Comment 2 Santosh Pillai 2022-05-31 07:05:13 UTC

Possible root cause:

2022-05-30 11:38:45.089458 I | clusterdisruption-controller: all "zone" failure domains: [us-east-1a us-east-1b us-east-1c]. osd is down in failure domain: "". active node drains: false. pg health: "cluster is not fully clean. PGs: [{StateName:active+clean Count:1305} {StateName:active+recovery_wait+undersized+degraded+remapped Count:6} {StateName:active+recovering+undersized+remapped Count:2}]"
2022-05-30 11:39:16.400384 I | clusterdisruption-controller: all PGs are active+clean. Restoring default OSD pdb settings
2022-05-30 11:39:16.400402 I | clusterdisruption-controller: creating the default pdb "rook-ceph-osd" with maxUnavailable=1 for all osd
2022-05-30 11:39:16.431569 I | clusterdisruption-controller: deleting temporary blocking pdb with "rook-ceph-osd-zone-us-east-1a" with maxUnavailable=0 for "zone" failure domain "us-east-1a"
2022-05-30 11:39:16.437856 I | clusterdisruption-controller: deleting temporary blocking pdb with "rook-ceph-osd-zone-us-east-1b" with maxUnavailable=0 for "zone" failure domain "us-east-1b"
2022-05-30 11:39:16.442985 I | clusterdisruption-controller: deleting temporary blocking pdb with "rook-ceph-osd-zone-us-east-1c" with maxUnavailable=0 for "zone" failure domain "us-east-1c"
2022-05-30 11:39:16.454078 I | clusterdisruption-controller: reconciling osd pdb reconciler as the allowed disruptions in default pdb is 0
2022-05-30 11:39:47.696835 I | clusterdisruption-controller: all "zone" failure domains: [us-east-1a us-east-1b us-east-1c]. osd is down in failure domain: "". active node drains: false. pg health: "cluster is not fully clean. PGs: [{StateName:active+clean Count:1312} {StateName:active+recovering+remapped Count:1}]"
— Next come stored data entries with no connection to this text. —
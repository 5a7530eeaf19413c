//! Metrics collection and Prometheus integration service.

use prometheus::{CounterVec, Opts, Registry, TextEncoder};

use crate::services::cached_forecast_provider::{CacheHitRecorder, CacheKind};
use crate::services::resilient_client::ResilientClientMetrics;

/// Forecast cache lookups by kind and outcome
#[derive(Clone)]
pub struct CacheMetrics {
    pub requests_total: CounterVec,
}

impl CacheMetrics {
    pub fn new(registry: &Registry) -> Result<Self, prometheus::Error> {
        let requests_total = CounterVec::new(
            Opts::new(
                "forecast_cache_requests_total",
                "Forecast cache lookups by kind and outcome",
            ),
            &["kind", "outcome"],
        )?;
        registry.register(Box::new(requests_total.clone()))?;

        Ok(Self { requests_total })
    }

    pub fn count(&self, kind: CacheKind, hit: bool) -> u64 {
        self.requests_total
            .with_label_values(&[kind.as_str(), outcome(hit)])
            .get() as u64
    }
}

impl CacheHitRecorder for CacheMetrics {
    fn record(&self, kind: CacheKind, hit: bool) {
        self.requests_total
            .with_label_values(&[kind.as_str(), outcome(hit)])
            .inc();
    }
}

fn outcome(hit: bool) -> &'static str {
    if hit { "hit" } else { "miss" }
}

/// Application metrics collector for Prometheus integration
#[derive(Clone)]
pub struct AppMetrics {
    pub registry: Registry,
    pub http: ResilientClientMetrics,
    pub cache: CacheMetrics,
    pub app_info: CounterVec,
}

impl AppMetrics {
    /// Create a registry with the HTTP client and cache collectors registered
    pub fn new() -> Result<Self, prometheus::Error> {
        let registry = Registry::new();

        let http = ResilientClientMetrics::new(&registry)?;
        let cache = CacheMetrics::new(&registry)?;

        let app_info = CounterVec::new(
            Opts::new("app_info", "Application information"),
            &["name", "version"],
        )?;
        registry.register(Box::new(app_info.clone()))?;
        app_info
            .with_label_values(&[env!("CARGO_PKG_NAME"), env!("CARGO_PKG_VERSION")])
            .inc();

        Ok(Self {
            registry,
            http,
            cache,
            app_info,
        })
    }

    /// Render metrics in Prometheus text format
    pub fn render(&self) -> Result<String, prometheus::Error> {
        let encoder = TextEncoder::new();
        let metric_families = self.registry.gather();
        encoder.encode_to_string(&metric_families)
    }
}
//! IANA time zone lookup with a per-instance memo.

use chrono_tz::Tz;
use parking_lot::RwLock;
use std::collections::HashMap;

#[derive(Debug, Clone, PartialEq, Eq, thiserror::Error)]
pub enum TimeZoneError {
    #[error("Time zone id cannot be empty")]
    Empty,

    #[error("Cannot resolve time zone by id: {0}")]
    Unknown(String),
}

/// Resolves zone ids and remembers successful lookups
#[derive(Debug, Default)]
pub struct TimeZoneResolver {
    zones: RwLock<HashMap<String, Tz>>,
}

impl TimeZoneResolver {
    pub fn new() -> Self {
        Self::default()
    }

    pub fn resolve(&self, id: &str) -> Result<Tz, TimeZoneError> {
        let normalized = id.trim();
        if normalized.is_empty() {
            return Err(TimeZoneError::Empty);
        }

        if let Some(tz) = self.zones.read().get(normalized) {
            return Ok(*tz);
        }

        let tz: Tz = normalized
            .parse()
            .map_err(|_| TimeZoneError::Unknown(normalized.to_string()))?;

        self.zones.write().insert(normalized.to_string(), tz);
        Ok(tz)
    }

    /// Number of memoized zones
    pub fn len(&self) -> usize {
        self.zones.read().len()
    }

    pub fn is_empty(&self) -> bool {
        self.zones.read().is_empty()
    }
}
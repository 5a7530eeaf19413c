//! City name to [`Location`] resolution through the Open-Meteo geocoding API.

use async_trait::async_trait;
use std::sync::Arc;
use tokio_util::sync::CancellationToken;
use tracing::{debug, info};
use url::Url;

use crate::models::open_meteo::{GeocodingResponse, GeocodingResult};
use crate::models::{
    AppErrorKind, Coordinates, ExternalLocationId, FetchError, Location, ProviderError,
    ProviderInfo, ServiceKind,
};
use crate::services::provider_client::ProviderClient;
use crate::services::resilient_client::ResilientClient;

pub const GEOCODING_SERVICE: &str = "OpenMeteoGeocodingClient";

/// Namespace of ids minted from geocoding results
pub const GEOCODING_PROVIDER_KEY: &str = "openmeteo.geocoding";

const SEARCH_PATH: &str = "v1/search";
const RESULT_COUNT: u32 = 1;

/// Anything that can turn free text into a location
#[async_trait]
pub trait GeocodingProvider: Send + Sync {
    async fn resolve(
        &self,
        city: &str,
        language: &str,
        cancel: &CancellationToken,
    ) -> Result<Location, FetchError>;
}

pub struct OpenMeteoGeocodingClient {
    base: ProviderClient,
}

impl OpenMeteoGeocodingClient {
    pub fn new(http: Arc<ResilientClient>, provider_name: &str, base_url: Url) -> Self {
        let info = ProviderInfo::new(provider_name, GEOCODING_SERVICE, base_url);
        Self {
            base: ProviderClient::new(http, info, ServiceKind::Geocoding),
        }
    }

    pub fn info(&self) -> &ProviderInfo {
        self.base.info()
    }

    /// First match for `city`; no matches is `LocationNotFound`
    pub async fn search(
        &self,
        city: &str,
        language: &str,
        cancel: &CancellationToken,
    ) -> Result<(GeocodingResult, Url), FetchError> {
        if city.trim().is_empty() {
            return Err(self.empty_city().into());
        }

        let mut query = vec![
            ("name", city.trim().to_string()),
            ("count", RESULT_COUNT.to_string()),
        ];
        if !language.trim().is_empty() {
            query.push(("language", language.trim().to_string()));
        }
        query.push(("format", "json".to_string()));

        let url = self.base.endpoint(SEARCH_PATH, &query)?;
        let response: GeocodingResponse = self.base.send_and_deserialize(&url, cancel).await?;

        let Some(first) = response.results.and_then(|results| results.into_iter().next()) else {
            let codes = self.base.codes();
            return Err(self
                .base
                .error(
                    codes.kind().not_found_kind(),
                    codes.not_found(),
                    format!("No location found for city '{}'", city.trim()),
                    Some(&url),
                )
                .into());
        };

        Ok((first, url))
    }

    fn empty_city(&self) -> ProviderError {
        self.base.error(
            AppErrorKind::EmptyCity,
            self.base.codes().empty_city(),
            "City cannot be empty",
            None,
        )
    }

    fn bad_result(&self, code: String, message: String, url: &Url) -> ProviderError {
        self.base
            .error(AppErrorKind::ProviderBadResponse, code, message, Some(url))
    }
}

pub struct OpenMeteoGeocodingProvider {
    client: OpenMeteoGeocodingClient,
}

impl OpenMeteoGeocodingProvider {
    pub fn new(client: OpenMeteoGeocodingClient) -> Self {
        Self { client }
    }
}

#[async_trait]
impl GeocodingProvider for OpenMeteoGeocodingProvider {
    async fn resolve(
        &self,
        city: &str,
        language: &str,
        cancel: &CancellationToken,
    ) -> Result<Location, FetchError> {
        let (result, url) = self.client.search(city, language, cancel).await?;
        let codes = self.client.base.codes();

        let Some(timezone) = result.timezone.as_deref().filter(|tz| !tz.trim().is_empty()) else {
            return Err(self
                .client
                .bad_result(
                    codes.missing_timezone(),
                    format!("No timezone found for city '{}'", city.trim()),
                    &url,
                )
                .into());
        };

        let coordinates = Coordinates::new(result.latitude, result.longitude).map_err(|e| {
            self.client
                .bad_result(codes.invalid_coordinates(), e.to_string(), &url)
        })?;

        let external_id = ExternalLocationId::new(GEOCODING_PROVIDER_KEY, result.id.to_string())
            .map_err(|e| self.client.bad_result(codes.internal_error(), e.to_string(), &url))?;

        let location = Location::new(result.name.as_str(), coordinates, timezone, external_id)
            .map_err(|e| self.client.bad_result(codes.missing_timezone(), e.to_string(), &url))?;

        debug!(
            country = result.country.as_deref().unwrap_or_default(),
            admin1 = result.admin1.as_deref().unwrap_or_default(),
            "Geocoding result details"
        );
        info!(
            city = %city.trim(),
            name = %location.name(),
            external_id = %location.external_id().value(),
            timezone = %location.timezone(),
            "Resolved location"
        );

        Ok(location)
    }
}
impl CircuitBreaker {
    pub fn new(config: CircuitBreakerConfig) -> Self {
        Self {
            config,
            inner: Mutex::new(BreakerInner {
                state: CircuitBreakerState::Closed,
                samples: VecDeque::new(),
                opened_at: None,
                trial_in_flight: false,
            }),
        }
    }

    pub fn state(&self) -> CircuitBreakerState {
        self.inner.lock().state
    }

    /// Ask permission for one call; `None` while the circuit rejects calls
    pub fn try_acquire(&self) -> Option<Permit<'_>> {
        self.try_acquire_at(Instant::now())
    }

    fn try_acquire_at(&self, now: Instant) -> Option<Permit<'_>> {
        let mut inner = self.inner.lock();
        match inner.state {
            CircuitBreakerState::Closed => Some(Permit::new(self, false)),
            CircuitBreakerState::Open => {
                let elapsed = inner
                    .opened_at
                    .map(|opened| now.saturating_duration_since(opened))
                    .unwrap_or_default();
                if elapsed >= Duration::from_millis(self.config.break_duration_ms) {
                    inner.state = CircuitBreakerState::HalfOpen;
                    inner.trial_in_flight = true;
                    Some(Permit::new(self, true))
                } else {
                    None
                }
            }
            CircuitBreakerState::HalfOpen => {
                if inner.trial_in_flight {
                    None
                } else {
                    inner.trial_in_flight = true;
                    Some(Permit::new(self, true))
                }
            }
        }
    }

    fn record(&self, trial: bool, failed: bool, now: Instant) {
        let mut inner = self.inner.lock();

        if trial {
            inner.trial_in_flight = false;
            inner.samples.clear();
            if failed {
                inner.state = CircuitBreakerState::Open;
                inner.opened_at = Some(now);
            } else {
                inner.state = CircuitBreakerState::Closed;
                inner.opened_at = None;
            }
            return;
        }

        // Late outcomes of calls admitted before the circuit opened are ignored
        if inner.state != CircuitBreakerState::Closed {
            return;
        }

        let window = Duration::from_millis(self.config.sampling_window_ms);
        inner.samples.push_back((now, failed));
        while inner
            .samples
            .front()
            .is_some_and(|(at, _)| now.saturating_duration_since(*at) > window)
        {
            inner.samples.pop_front();
        }

        let total = inner.samples.len();
        if total < self.config.minimum_throughput {
            return;
        }
        let failures = inner.samples.iter().filter(|(_, failed)| *failed).count();
        if failures as f64 / total as f64 >= self.config.failure_ratio {
            inner.state = CircuitBreakerState::Open;
            inner.opened_at = Some(now);
            inner.samples.clear();
        }
    }

    fn release_trial(&self) {
        self.inner.lock().trial_in_flight = false;
    }
}

/// Admission to make one call through the breaker.
///
/// Resolve it with [`Permit::succeed`] or [`Permit::fail`]. A trial permit
/// dropped unresolved (the call was cancelled) frees the half-open slot
/// without recording an outcome.
#[derive(Debug)]
pub struct Permit<'a> {
    breaker: &'a CircuitBreaker,
    trial: bool,
    resolved: bool,
}

impl<'a> Permit<'a> {
    fn new(breaker: &'a CircuitBreaker, trial: bool) -> Self {
        Self {
            breaker,
            trial,
            resolved: false,
        }
    }

    pub fn is_trial(&self) -> bool {
        self.trial
    }

    pub fn succeed(mut self) {
        self.resolved = true;
        self.breaker.record(self.trial, false, Instant::now());
    }

    pub fn fail(mut self) {
        self.resolved = true;
        self.breaker.record(self.trial, true, Instant::now());
    }
}

impl Drop for Permit<'_> {
    fn drop(&mut self) {
        if self.trial && !self.resolved {
            self.breaker.release_trial();
        }
    }
}

/// Metrics for resilient HTTP client operations
#[derive(Clone)]
pub struct ResilientClientMetrics {
    /// HTTP requests by destination, method, and outcome
    pub http_requests_total: CounterVec,

    /// HTTP request duration by destination and method
    pub http_request_duration_seconds: HistogramVec,

    /// Retry attempts by destination and reason
    pub retry_attempts_total: CounterVec,

    /// Circuit breaker state by destination
    pub circuit_breaker_state: GaugeVec,

    /// Timeout occurrences by destination
    pub timeouts_total: CounterVec,
}

impl ResilientClientMetrics {
    /// Create new metrics collector
    pub fn new(registry: &Registry) -> Result<Self, prometheus::Error> {
        let http_requests_total = CounterVec::new(
            Opts::new(
                "resilient_http_requests_total",
                "Total resilient HTTP requests by destination, method, and outcome",
            ),
            &["destination", "method", "outcome"],
        )?;

        let http_request_duration_seconds = HistogramVec::new(
            prometheus::HistogramOpts::new(
                "resilient_http_request_duration_seconds",
                "Duration of resilient HTTP requests including retries",
            )
            .buckets(vec![0.005, 0.01, 0.025, 0.05, 0.1, 0.25, 0.5, 1.0, 2.5, 5.0, 10.0, 30.0]),
            &["destination", "method"],
        )?;

        let retry_attempts_total = CounterVec::new(
            Opts::new(
                "resilient_http_retry_attempts_total",
                "Total retry attempts by destination and reason",
            ),
            &["destination", "reason"],
        )?;

        let circuit_breaker_state = GaugeVec::new(
            Opts::new(
                "resilient_http_circuit_breaker_state",
                "Circuit breaker state (0=closed, 1=open, 2=half-open)",
            ),
            &["destination"],
        )?;

        let timeouts_total = CounterVec::new(
            Opts::new("resilient_http_timeouts_total", "Total attempt timeouts by destination"),
            &["destination"],
        )?;

        registry.register(Box::new(http_requests_total.clone()))?;
        registry.register(Box::new(http_request_duration_seconds.clone()))?;
        registry.register(Box::new(retry_attempts_total.clone()))?;
        registry.register(Box::new(circuit_breaker_state.clone()))?;
        registry.register(Box::new(timeouts_total.clone()))?;

        Ok(Self {
            http_requests_total,
            http_request_duration_seconds,
            retry_attempts_total,
            circuit_breaker_state,
            timeouts_total,
        })
    }
}
//! Wire shapes of the Open-Meteo forecast and geocoding APIs.
//!
//! Everything is optional so that structurally incomplete payloads decode and
//! reach the validator instead of failing as opaque parse errors.

use serde::Deserialize;

/// `GET v1/forecast?daily=temperature_2m_mean,weather_code`
#[derive(Debug, Clone, Default, Deserialize)]
pub struct MeanForecastResponse {
    pub latitude: Option<f64>,
    pub longitude: Option<f64>,
    pub timezone: Option<String>,
    pub utc_offset_seconds: Option<i32>,
    pub daily_units: Option<DailyUnitsMean>,
    pub daily: Option<DailyMeanSeries>,
}

#[derive(Debug, Clone, Default, Deserialize)]
pub struct DailyUnitsMean {
    pub time: Option<String>,
    pub temperature_2m_mean: Option<String>,
    pub weather_code: Option<String>,
}

/// Parallel arrays, one element per day
#[derive(Debug, Clone, Default, Deserialize)]
pub struct DailyMeanSeries {
    pub time: Option<Vec<String>>,
    pub weather_code: Option<Vec<Option<i32>>>,
    pub temperature_2m_mean: Option<Vec<Option<f64>>>,
}

impl DailyMeanSeries {
    /// All three series present and empty: upstream has no days for the range
    pub fn is_present_but_empty(&self) -> bool {
        matches!(
            (&self.time, &self.weather_code, &self.temperature_2m_mean),
            (Some(t), Some(w), Some(m)) if t.is_empty() && w.is_empty() && m.is_empty()
        )
    }
}

/// `GET v1/forecast?current=temperature_2m,weather_code`
#[derive(Debug, Clone, Default, Deserialize)]
pub struct CurrentResponse {
    pub utc_offset_seconds: Option<i32>,
    pub timezone: Option<String>,
    pub current_units: Option<CurrentUnits>,
    pub current: Option<CurrentData>,
}

#[derive(Debug, Clone, Default, Deserialize)]
pub struct CurrentUnits {
    pub temperature_2m: Option<String>,
}

#[derive(Debug, Clone, Default, Deserialize)]
pub struct CurrentData {
    /// Local time, `yyyy-MM-ddTHH:mm`
    pub time: Option<String>,
    pub temperature_2m: Option<f64>,
    pub weather_code: Option<i32>,
}

/// `GET v1/search`
#[derive(Debug, Clone, Default, Deserialize)]
pub struct GeocodingResponse {
    pub results: Option<Vec<GeocodingResult>>,
}

#[derive(Debug, Clone, Deserialize)]
pub struct GeocodingResult {
    pub id: u64,
    pub name: String,
    pub latitude: f64,
    pub longitude: f64,
    pub timezone: Option<String>,
    pub country: Option<String>,
    pub country_code: Option<String>,
    pub admin1: Option<String>,
}
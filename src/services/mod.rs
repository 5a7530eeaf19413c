//! Provider clients, decorators and the forecast service.
//!
//! Layering, bottom to top: [`resilient_client`] (timeouts, retries, circuit
//! breaking), [`provider_client`] (status and payload classification), the
//! Open-Meteo forecast and geocoding clients, the caching decorator and
//! finally [`forecast_service`].

pub mod cached_forecast_provider;
pub mod forecast_cache;
pub mod forecast_client;
pub mod forecast_provider;
pub mod forecast_service;
pub mod geocoding;
pub mod language;
pub mod metrics;
pub mod provider_client;
pub mod resilient_client;
pub mod timezone;
pub mod validator;
pub mod weather_codes;

pub use cached_forecast_provider::*;
pub use forecast_cache::*;
pub use forecast_client::*;
pub use forecast_provider::*;
pub use forecast_service::*;
pub use geocoding::*;
pub use language::*;
pub use metrics::*;
pub use resilient_client::{
    BufferedResponse, CircuitBreaker, CircuitBreakerConfig, CircuitBreakerState, ResilientClient,
    ResilientClientConfig, ResilientClientError, ResilientClientMetrics, RetryConfig,
};
pub use timezone::*;
pub use weather_codes::*;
`11:39:16.400384` suggests that all the pgs were active+clean. So default PDB with `maxUnavailable=1` (allowedDiruption=1) was created and temporary blocking PDBs were removed.

But right after that, `11:39:16.454078` suggests that `AllowedDisruptions` in the OSD PDB resource is 0.
So either
1. The PDB took some time to update the `AllowedDisruption` value back to 1.
2. Or an OSD went down temporarily for a very small duration of time

IMO, `1` is mostly likely to happen than `2`.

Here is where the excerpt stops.